ACTION ITEM: If a line of the data below holds the word "async", list it.

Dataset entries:
========

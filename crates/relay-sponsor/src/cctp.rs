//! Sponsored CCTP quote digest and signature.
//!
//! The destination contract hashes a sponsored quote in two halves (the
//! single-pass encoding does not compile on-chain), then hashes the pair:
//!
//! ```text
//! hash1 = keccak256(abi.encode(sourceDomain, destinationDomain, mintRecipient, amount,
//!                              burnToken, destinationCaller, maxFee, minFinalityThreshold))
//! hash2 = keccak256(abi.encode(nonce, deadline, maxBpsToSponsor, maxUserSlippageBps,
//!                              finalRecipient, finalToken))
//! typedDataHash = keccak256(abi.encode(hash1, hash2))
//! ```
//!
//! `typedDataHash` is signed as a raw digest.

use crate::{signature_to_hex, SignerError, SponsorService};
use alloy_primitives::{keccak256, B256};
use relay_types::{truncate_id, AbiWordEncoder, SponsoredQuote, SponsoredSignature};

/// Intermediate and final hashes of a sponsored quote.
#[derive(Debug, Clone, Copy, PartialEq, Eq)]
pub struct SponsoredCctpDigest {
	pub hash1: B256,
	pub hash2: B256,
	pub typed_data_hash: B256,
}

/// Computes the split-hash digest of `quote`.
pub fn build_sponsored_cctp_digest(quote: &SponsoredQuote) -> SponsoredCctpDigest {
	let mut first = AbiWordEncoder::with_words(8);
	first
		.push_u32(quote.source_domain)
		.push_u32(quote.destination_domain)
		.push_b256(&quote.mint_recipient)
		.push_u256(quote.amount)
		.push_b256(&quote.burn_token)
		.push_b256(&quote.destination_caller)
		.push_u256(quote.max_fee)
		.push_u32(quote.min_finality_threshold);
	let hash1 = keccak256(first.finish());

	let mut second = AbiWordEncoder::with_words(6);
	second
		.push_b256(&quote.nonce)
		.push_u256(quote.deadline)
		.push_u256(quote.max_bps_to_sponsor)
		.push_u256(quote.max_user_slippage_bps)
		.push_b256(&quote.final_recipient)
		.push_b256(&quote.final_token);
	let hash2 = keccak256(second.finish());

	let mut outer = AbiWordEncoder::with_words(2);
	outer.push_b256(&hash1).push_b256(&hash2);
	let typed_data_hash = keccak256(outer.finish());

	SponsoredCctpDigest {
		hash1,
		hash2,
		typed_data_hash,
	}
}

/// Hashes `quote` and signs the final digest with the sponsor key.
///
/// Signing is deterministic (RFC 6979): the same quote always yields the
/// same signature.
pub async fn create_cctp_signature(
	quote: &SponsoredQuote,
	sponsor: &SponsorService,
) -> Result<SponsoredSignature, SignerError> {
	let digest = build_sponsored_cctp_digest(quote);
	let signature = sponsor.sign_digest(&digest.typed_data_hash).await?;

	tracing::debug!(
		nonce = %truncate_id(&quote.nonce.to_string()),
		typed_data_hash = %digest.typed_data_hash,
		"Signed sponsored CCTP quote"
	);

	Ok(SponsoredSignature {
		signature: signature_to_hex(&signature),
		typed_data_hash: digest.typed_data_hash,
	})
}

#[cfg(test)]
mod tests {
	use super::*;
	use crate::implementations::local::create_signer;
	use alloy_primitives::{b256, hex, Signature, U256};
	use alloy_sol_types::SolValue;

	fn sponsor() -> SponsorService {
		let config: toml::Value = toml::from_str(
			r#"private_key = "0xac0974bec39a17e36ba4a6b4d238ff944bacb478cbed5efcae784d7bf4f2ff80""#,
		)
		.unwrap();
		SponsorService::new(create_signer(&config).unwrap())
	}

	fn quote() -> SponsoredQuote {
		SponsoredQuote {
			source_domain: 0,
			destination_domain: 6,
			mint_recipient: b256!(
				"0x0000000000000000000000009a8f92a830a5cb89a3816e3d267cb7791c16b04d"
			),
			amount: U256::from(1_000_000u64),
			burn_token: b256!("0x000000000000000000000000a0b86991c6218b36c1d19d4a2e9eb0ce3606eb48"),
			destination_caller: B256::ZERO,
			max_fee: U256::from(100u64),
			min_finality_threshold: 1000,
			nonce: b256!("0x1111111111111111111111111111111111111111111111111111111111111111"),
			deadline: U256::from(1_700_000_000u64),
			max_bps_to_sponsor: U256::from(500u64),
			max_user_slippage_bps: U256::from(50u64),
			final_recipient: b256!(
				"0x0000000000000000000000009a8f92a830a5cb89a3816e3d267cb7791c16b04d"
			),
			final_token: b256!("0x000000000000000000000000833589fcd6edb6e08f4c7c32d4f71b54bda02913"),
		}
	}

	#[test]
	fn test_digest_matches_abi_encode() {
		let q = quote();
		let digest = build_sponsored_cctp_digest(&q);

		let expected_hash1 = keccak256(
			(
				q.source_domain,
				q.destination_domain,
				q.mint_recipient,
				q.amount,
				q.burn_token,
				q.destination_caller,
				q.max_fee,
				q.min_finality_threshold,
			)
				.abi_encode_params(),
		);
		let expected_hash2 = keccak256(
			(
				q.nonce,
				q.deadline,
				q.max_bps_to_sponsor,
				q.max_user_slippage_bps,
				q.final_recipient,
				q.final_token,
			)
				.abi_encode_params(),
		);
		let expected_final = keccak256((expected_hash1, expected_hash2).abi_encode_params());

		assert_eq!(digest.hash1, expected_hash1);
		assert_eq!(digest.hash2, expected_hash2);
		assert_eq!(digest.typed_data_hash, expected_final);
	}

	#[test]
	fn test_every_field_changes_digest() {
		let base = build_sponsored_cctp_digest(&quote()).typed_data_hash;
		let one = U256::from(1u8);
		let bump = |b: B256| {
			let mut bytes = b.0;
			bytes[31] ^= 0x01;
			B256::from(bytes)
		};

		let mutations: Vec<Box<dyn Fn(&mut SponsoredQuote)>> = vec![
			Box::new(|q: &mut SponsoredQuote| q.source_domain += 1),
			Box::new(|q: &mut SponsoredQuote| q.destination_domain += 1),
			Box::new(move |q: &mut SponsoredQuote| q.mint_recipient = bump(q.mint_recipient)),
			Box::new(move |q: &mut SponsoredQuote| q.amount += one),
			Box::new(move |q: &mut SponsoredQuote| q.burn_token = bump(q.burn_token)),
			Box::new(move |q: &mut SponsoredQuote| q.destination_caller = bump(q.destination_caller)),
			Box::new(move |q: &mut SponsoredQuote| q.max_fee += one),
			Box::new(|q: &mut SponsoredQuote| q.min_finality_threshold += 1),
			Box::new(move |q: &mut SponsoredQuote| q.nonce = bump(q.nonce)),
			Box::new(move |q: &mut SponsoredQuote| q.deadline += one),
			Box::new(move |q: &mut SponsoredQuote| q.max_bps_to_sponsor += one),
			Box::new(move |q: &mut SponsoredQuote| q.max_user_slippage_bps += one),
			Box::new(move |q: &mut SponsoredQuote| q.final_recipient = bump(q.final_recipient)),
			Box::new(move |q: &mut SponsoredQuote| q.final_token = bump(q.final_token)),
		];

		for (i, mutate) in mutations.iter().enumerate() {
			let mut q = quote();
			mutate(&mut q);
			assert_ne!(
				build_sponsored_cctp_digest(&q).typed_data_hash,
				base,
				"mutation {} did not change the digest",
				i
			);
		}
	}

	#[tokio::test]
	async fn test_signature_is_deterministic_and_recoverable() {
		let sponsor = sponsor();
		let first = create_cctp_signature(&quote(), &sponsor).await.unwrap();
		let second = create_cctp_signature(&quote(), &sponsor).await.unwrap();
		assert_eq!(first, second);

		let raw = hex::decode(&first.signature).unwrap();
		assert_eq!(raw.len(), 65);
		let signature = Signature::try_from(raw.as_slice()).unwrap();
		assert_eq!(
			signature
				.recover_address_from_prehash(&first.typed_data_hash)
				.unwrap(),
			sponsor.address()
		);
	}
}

========

ANSWER TO THIS TASK:
pub async fn create_cctp_signature(
	async fn test_signature_is_deterministic_and_recoverable() {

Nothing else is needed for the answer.